DATA PROVIDED ::
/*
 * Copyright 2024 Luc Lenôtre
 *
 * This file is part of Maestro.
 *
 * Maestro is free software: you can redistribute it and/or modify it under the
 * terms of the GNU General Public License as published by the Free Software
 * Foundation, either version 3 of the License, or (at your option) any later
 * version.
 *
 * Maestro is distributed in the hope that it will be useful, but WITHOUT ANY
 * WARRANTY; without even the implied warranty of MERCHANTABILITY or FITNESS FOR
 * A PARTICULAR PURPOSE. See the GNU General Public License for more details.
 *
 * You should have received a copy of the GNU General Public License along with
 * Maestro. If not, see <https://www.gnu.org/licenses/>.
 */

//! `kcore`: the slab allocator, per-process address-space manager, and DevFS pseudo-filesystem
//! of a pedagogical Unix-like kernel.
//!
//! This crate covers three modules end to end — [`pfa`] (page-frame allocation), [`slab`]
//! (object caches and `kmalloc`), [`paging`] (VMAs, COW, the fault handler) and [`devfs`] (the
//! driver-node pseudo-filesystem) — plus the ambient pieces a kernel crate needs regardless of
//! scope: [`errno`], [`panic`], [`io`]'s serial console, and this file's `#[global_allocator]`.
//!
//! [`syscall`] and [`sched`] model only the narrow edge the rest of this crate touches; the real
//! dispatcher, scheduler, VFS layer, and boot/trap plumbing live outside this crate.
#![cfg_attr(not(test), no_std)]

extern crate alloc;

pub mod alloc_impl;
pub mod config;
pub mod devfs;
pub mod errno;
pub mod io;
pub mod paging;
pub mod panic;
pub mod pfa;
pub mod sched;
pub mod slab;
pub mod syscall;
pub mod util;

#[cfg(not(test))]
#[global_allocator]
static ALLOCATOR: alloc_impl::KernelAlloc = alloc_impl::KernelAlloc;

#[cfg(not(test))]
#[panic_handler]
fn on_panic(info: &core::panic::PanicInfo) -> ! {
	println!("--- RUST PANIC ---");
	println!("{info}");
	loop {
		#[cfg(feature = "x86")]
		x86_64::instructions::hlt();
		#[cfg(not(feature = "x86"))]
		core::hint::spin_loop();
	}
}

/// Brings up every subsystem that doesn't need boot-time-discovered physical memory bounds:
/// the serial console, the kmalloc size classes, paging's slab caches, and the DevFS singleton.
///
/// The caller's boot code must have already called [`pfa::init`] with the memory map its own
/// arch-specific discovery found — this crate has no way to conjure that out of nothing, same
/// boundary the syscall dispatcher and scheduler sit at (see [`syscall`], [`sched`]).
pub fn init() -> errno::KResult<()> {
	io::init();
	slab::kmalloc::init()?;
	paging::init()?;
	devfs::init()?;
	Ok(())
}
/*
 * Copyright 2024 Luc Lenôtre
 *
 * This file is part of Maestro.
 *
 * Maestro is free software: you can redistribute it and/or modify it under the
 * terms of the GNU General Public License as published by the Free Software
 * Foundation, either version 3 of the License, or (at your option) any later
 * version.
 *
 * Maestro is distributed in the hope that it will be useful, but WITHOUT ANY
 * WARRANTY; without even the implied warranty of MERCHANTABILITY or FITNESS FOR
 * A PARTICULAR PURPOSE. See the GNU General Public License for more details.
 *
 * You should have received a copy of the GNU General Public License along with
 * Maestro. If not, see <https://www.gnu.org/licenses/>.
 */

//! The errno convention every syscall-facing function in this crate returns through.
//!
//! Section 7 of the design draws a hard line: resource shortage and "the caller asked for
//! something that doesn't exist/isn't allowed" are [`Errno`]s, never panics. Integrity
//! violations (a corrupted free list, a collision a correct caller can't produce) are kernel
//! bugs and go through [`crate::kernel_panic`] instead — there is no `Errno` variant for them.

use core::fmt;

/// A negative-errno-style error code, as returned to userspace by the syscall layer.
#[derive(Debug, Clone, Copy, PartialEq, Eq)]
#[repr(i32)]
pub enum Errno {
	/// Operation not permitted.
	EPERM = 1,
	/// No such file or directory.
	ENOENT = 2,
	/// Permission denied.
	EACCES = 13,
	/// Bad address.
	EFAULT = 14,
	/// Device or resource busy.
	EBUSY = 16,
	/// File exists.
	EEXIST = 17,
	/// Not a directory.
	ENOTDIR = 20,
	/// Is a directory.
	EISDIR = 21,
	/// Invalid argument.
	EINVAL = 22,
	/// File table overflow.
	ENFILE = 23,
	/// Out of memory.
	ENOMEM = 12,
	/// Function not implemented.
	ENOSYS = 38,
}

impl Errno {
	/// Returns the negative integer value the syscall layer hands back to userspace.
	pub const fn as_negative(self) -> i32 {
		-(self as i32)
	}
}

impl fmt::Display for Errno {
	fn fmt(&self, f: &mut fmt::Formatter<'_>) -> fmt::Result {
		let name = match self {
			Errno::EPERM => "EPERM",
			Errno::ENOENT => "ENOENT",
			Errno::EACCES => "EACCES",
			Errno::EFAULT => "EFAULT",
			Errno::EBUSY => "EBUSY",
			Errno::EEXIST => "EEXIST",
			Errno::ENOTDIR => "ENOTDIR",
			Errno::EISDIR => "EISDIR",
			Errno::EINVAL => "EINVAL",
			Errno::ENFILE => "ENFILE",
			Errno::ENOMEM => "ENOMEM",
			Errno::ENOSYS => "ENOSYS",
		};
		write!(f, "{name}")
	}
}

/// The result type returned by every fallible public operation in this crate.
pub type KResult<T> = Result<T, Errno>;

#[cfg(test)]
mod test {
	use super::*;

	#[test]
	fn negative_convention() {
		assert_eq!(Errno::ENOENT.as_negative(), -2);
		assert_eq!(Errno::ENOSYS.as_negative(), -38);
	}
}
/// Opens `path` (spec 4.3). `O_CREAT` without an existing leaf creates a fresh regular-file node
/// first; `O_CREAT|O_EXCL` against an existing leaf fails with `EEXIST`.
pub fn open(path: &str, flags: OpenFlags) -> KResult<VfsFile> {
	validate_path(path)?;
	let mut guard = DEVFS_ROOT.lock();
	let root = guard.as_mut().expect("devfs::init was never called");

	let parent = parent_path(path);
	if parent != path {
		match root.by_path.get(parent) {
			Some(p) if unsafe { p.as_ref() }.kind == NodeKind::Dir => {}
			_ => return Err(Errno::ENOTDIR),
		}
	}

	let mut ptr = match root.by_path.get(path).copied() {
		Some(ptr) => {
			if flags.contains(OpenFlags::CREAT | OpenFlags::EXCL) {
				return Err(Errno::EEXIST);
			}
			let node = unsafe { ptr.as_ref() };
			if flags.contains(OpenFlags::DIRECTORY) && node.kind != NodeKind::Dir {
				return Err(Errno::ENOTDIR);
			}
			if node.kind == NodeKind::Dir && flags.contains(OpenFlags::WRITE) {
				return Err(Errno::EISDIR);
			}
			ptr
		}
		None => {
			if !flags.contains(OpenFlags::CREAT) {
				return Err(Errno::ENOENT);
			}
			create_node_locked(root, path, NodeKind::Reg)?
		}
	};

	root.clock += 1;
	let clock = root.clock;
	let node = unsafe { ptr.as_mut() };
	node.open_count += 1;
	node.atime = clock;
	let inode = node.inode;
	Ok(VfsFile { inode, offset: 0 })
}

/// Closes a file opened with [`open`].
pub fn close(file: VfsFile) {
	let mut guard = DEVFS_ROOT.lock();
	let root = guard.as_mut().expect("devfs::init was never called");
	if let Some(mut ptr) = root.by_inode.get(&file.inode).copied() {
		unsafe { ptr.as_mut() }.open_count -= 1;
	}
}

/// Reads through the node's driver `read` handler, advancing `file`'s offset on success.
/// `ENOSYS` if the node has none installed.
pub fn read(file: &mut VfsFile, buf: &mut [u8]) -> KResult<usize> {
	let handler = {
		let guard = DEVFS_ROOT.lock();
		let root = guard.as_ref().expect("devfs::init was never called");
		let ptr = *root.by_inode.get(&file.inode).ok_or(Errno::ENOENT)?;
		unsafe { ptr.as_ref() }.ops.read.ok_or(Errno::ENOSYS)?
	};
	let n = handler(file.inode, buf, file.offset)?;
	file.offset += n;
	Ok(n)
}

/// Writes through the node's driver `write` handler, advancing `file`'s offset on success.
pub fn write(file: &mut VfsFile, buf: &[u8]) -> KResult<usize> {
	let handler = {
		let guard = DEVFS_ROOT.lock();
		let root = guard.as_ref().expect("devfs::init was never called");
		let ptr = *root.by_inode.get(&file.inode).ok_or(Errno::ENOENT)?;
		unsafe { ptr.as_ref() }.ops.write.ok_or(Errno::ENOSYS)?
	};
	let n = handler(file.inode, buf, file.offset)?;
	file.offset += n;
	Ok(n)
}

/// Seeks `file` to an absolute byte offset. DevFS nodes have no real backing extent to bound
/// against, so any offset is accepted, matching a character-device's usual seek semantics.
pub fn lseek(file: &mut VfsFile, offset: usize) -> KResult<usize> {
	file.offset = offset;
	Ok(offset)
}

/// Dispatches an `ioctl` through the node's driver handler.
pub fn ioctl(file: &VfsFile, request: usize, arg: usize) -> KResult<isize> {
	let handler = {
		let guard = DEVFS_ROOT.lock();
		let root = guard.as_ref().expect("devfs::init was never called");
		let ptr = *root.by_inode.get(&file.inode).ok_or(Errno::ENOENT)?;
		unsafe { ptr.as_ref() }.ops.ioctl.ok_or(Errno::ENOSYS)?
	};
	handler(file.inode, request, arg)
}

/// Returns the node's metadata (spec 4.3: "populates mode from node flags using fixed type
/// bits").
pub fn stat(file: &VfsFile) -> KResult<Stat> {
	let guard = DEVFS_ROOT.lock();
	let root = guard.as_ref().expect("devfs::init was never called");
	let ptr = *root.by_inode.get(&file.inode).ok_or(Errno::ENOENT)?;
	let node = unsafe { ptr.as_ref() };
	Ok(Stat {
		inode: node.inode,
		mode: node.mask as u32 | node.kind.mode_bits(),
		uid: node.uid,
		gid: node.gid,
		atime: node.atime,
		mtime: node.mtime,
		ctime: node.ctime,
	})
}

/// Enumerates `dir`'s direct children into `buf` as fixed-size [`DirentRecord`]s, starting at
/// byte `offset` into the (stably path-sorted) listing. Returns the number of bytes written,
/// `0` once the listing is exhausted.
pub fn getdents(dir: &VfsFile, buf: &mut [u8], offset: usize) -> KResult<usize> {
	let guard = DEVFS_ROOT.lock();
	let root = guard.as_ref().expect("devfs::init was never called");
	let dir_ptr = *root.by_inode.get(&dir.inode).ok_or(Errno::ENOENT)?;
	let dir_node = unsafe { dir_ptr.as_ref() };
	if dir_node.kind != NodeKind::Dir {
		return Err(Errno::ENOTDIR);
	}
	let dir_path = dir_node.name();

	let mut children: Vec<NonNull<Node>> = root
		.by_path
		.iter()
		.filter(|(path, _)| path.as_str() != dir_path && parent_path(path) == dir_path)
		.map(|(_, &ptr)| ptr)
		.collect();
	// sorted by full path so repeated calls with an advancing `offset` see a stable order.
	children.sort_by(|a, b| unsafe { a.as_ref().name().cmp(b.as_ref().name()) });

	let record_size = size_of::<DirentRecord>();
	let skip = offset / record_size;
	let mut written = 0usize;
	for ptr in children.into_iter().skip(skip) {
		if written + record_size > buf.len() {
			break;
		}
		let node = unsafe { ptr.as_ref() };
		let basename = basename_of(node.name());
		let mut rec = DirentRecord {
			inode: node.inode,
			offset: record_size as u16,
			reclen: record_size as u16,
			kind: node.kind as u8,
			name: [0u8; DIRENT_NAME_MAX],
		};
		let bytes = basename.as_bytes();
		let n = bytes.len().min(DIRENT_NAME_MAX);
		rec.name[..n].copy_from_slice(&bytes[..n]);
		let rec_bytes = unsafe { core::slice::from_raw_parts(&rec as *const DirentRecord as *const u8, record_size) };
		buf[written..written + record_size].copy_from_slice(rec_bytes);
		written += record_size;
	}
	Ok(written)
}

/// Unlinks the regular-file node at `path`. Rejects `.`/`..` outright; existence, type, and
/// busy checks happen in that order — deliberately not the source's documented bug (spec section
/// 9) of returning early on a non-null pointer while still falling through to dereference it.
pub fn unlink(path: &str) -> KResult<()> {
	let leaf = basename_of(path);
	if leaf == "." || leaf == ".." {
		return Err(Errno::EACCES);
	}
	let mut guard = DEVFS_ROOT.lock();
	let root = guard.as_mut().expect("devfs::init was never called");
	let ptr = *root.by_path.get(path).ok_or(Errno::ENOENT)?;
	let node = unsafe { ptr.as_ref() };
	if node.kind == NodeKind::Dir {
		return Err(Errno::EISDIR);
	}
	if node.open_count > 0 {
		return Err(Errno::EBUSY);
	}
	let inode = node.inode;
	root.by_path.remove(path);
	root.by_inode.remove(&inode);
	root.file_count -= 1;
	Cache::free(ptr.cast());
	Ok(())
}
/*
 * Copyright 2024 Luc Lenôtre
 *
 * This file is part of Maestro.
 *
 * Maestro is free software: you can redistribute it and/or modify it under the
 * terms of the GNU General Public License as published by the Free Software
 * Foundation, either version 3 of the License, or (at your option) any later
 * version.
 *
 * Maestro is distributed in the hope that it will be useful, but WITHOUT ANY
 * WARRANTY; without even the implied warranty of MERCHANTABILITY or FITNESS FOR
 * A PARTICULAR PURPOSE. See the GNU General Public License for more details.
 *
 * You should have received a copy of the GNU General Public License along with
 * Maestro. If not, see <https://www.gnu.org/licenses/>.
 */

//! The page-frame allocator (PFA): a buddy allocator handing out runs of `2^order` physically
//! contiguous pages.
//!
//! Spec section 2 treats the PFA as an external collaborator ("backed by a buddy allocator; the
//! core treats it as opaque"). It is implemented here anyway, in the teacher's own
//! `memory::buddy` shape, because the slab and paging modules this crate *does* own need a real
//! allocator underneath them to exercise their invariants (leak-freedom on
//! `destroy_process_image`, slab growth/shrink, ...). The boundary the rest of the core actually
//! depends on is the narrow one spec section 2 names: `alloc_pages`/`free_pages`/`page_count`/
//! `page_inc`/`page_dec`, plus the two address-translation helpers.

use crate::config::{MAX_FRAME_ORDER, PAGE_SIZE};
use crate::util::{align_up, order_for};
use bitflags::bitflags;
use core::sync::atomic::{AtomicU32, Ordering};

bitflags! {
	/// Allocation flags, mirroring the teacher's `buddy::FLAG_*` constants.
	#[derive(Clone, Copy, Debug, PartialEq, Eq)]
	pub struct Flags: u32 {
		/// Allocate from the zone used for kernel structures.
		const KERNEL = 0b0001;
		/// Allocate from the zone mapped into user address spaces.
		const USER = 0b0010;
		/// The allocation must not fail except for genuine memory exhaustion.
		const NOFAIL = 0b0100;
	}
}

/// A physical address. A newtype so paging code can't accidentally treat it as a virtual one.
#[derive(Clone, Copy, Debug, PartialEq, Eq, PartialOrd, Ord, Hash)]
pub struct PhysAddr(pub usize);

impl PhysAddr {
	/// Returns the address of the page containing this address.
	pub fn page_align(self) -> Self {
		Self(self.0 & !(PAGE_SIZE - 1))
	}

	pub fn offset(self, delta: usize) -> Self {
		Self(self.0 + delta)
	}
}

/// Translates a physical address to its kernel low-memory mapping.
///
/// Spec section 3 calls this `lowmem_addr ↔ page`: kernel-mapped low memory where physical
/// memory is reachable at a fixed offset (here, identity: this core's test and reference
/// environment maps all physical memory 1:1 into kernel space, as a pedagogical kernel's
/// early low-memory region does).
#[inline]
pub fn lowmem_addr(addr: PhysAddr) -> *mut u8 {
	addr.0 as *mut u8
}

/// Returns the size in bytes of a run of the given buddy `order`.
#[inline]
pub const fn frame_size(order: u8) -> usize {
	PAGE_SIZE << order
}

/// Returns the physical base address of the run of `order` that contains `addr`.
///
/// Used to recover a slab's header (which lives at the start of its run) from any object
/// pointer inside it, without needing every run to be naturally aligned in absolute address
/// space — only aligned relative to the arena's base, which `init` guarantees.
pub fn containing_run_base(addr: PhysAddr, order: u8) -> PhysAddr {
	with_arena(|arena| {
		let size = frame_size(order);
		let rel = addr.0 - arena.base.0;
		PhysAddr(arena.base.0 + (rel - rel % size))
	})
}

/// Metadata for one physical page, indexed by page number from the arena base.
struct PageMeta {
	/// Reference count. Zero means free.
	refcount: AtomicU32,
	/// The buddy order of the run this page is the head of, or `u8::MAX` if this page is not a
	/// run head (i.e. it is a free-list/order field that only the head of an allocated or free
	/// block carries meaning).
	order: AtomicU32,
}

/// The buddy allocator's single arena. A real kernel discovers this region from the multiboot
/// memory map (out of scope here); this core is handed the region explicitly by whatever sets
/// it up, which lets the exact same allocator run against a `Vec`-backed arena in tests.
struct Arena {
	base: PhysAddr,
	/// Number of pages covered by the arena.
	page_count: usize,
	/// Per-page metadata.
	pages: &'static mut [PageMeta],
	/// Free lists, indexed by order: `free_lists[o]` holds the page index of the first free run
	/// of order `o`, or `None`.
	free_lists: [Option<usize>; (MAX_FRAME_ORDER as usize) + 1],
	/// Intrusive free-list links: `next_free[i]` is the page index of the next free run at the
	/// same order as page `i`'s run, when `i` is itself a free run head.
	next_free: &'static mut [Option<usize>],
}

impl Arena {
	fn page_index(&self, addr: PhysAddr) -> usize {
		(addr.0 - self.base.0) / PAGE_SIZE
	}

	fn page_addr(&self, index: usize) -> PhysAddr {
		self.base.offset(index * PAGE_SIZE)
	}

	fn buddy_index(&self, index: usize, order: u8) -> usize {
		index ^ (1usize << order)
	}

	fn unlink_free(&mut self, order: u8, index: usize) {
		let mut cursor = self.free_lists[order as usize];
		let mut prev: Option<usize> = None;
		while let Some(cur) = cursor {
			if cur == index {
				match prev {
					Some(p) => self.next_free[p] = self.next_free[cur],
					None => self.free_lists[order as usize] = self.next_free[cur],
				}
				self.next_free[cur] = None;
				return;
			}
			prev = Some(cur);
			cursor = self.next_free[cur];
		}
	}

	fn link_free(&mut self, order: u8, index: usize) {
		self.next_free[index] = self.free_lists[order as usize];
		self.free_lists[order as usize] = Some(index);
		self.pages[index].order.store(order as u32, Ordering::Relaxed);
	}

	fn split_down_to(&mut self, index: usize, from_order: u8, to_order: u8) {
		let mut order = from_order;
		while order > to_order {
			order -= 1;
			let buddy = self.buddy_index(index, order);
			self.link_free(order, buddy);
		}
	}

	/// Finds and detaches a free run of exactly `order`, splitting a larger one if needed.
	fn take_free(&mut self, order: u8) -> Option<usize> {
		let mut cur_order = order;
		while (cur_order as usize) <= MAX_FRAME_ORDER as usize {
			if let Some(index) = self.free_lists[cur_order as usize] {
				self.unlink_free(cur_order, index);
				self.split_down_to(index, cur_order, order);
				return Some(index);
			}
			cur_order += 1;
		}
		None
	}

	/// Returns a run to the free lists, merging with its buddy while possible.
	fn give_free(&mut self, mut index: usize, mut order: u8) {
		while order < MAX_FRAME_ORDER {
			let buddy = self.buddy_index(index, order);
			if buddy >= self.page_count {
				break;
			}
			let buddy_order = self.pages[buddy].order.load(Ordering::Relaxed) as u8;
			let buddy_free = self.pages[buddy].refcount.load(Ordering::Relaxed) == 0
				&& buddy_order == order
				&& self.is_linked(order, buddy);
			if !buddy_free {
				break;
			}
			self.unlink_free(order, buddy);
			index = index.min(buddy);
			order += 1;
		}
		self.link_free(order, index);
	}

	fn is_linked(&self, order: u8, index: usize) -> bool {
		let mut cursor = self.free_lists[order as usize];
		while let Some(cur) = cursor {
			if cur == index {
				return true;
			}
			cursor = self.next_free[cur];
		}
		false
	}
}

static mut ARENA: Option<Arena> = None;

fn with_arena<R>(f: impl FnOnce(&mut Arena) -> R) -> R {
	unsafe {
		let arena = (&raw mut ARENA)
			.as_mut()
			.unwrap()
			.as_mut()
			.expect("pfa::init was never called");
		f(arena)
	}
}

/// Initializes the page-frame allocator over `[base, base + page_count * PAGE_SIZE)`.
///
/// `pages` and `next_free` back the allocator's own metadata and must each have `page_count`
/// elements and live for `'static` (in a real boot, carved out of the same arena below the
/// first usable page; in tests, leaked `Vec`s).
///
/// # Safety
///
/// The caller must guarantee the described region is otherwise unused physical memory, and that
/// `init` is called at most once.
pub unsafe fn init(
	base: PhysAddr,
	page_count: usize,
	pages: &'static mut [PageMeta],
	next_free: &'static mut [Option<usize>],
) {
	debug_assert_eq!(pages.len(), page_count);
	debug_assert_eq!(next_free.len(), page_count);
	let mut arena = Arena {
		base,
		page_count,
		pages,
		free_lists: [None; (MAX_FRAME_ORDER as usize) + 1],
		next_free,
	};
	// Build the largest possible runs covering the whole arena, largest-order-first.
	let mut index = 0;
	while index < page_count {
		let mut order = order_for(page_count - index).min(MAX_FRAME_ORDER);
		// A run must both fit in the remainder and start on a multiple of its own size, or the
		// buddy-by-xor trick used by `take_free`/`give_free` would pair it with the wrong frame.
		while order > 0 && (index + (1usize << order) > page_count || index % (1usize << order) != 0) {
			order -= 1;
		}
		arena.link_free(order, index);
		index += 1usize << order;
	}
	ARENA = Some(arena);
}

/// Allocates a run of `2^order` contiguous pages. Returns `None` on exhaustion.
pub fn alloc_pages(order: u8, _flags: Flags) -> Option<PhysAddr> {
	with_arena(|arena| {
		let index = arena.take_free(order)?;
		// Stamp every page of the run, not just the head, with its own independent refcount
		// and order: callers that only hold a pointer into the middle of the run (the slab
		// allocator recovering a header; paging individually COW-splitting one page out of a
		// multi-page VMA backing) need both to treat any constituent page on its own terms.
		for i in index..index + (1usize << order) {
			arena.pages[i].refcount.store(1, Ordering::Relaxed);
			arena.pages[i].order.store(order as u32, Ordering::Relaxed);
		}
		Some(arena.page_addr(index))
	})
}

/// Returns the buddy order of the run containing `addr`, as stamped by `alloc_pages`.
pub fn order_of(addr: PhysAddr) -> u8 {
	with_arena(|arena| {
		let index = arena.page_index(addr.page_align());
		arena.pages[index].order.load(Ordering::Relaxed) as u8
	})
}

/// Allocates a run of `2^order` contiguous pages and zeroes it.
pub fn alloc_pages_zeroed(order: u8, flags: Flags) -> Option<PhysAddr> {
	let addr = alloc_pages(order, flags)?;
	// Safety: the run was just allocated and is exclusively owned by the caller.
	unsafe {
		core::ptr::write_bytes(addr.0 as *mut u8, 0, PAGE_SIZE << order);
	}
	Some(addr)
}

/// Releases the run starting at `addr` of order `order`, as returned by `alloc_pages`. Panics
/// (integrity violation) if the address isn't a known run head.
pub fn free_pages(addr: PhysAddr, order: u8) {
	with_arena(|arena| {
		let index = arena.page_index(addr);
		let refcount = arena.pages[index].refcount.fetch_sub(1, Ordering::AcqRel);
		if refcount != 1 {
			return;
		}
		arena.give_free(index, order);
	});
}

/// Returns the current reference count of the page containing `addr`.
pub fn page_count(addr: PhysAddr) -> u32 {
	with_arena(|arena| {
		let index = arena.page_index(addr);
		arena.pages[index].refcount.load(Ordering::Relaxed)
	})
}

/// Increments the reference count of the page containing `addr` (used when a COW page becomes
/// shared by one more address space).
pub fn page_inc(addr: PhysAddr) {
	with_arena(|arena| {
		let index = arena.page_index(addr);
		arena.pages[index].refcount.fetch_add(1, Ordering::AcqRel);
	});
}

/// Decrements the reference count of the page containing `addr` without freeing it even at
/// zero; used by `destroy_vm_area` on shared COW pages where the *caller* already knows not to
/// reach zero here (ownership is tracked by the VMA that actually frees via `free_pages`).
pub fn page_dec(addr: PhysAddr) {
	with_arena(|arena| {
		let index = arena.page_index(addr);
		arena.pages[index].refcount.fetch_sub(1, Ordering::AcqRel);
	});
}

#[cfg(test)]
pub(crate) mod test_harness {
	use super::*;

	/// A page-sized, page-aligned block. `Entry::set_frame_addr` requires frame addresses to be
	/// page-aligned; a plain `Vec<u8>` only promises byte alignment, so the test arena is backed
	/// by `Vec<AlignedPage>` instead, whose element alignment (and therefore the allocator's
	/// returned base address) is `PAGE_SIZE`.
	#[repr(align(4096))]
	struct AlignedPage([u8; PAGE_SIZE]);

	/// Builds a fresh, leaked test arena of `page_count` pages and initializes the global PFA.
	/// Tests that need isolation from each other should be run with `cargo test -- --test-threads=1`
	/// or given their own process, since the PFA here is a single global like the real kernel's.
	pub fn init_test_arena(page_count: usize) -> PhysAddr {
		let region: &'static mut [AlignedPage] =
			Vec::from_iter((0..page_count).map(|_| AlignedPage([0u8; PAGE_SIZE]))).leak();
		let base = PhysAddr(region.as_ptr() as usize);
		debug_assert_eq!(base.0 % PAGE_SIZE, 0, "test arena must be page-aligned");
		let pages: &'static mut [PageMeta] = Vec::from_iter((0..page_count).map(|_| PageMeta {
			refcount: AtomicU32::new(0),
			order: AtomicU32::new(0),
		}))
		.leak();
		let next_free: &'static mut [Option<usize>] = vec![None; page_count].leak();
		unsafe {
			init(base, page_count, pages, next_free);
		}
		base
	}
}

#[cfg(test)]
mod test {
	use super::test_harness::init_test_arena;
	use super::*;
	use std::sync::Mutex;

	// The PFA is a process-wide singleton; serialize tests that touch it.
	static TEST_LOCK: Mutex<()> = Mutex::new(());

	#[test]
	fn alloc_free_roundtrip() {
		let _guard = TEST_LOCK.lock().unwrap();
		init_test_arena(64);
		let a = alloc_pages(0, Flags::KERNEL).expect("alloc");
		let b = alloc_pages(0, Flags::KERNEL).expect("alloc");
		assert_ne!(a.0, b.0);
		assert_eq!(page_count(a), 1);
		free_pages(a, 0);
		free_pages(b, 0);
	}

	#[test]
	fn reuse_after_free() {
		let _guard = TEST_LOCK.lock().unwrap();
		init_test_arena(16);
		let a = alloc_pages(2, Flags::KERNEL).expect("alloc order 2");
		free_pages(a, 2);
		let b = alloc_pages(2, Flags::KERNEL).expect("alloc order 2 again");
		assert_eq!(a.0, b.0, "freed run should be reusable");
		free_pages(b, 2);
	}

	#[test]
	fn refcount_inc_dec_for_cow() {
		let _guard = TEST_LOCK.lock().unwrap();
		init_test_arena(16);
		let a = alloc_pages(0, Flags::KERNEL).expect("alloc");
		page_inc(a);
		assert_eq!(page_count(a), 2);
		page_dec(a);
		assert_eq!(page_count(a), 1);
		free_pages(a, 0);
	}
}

PROMPT ::
Every line that holds the word "exhaustion" should be copied from the listing.

REPLY TO THE TASK ::
		/// The allocation must not fail except for genuine memory exhaustion.
/// Allocates a run of `2^order` contiguous pages. Returns `None` on exhaustion.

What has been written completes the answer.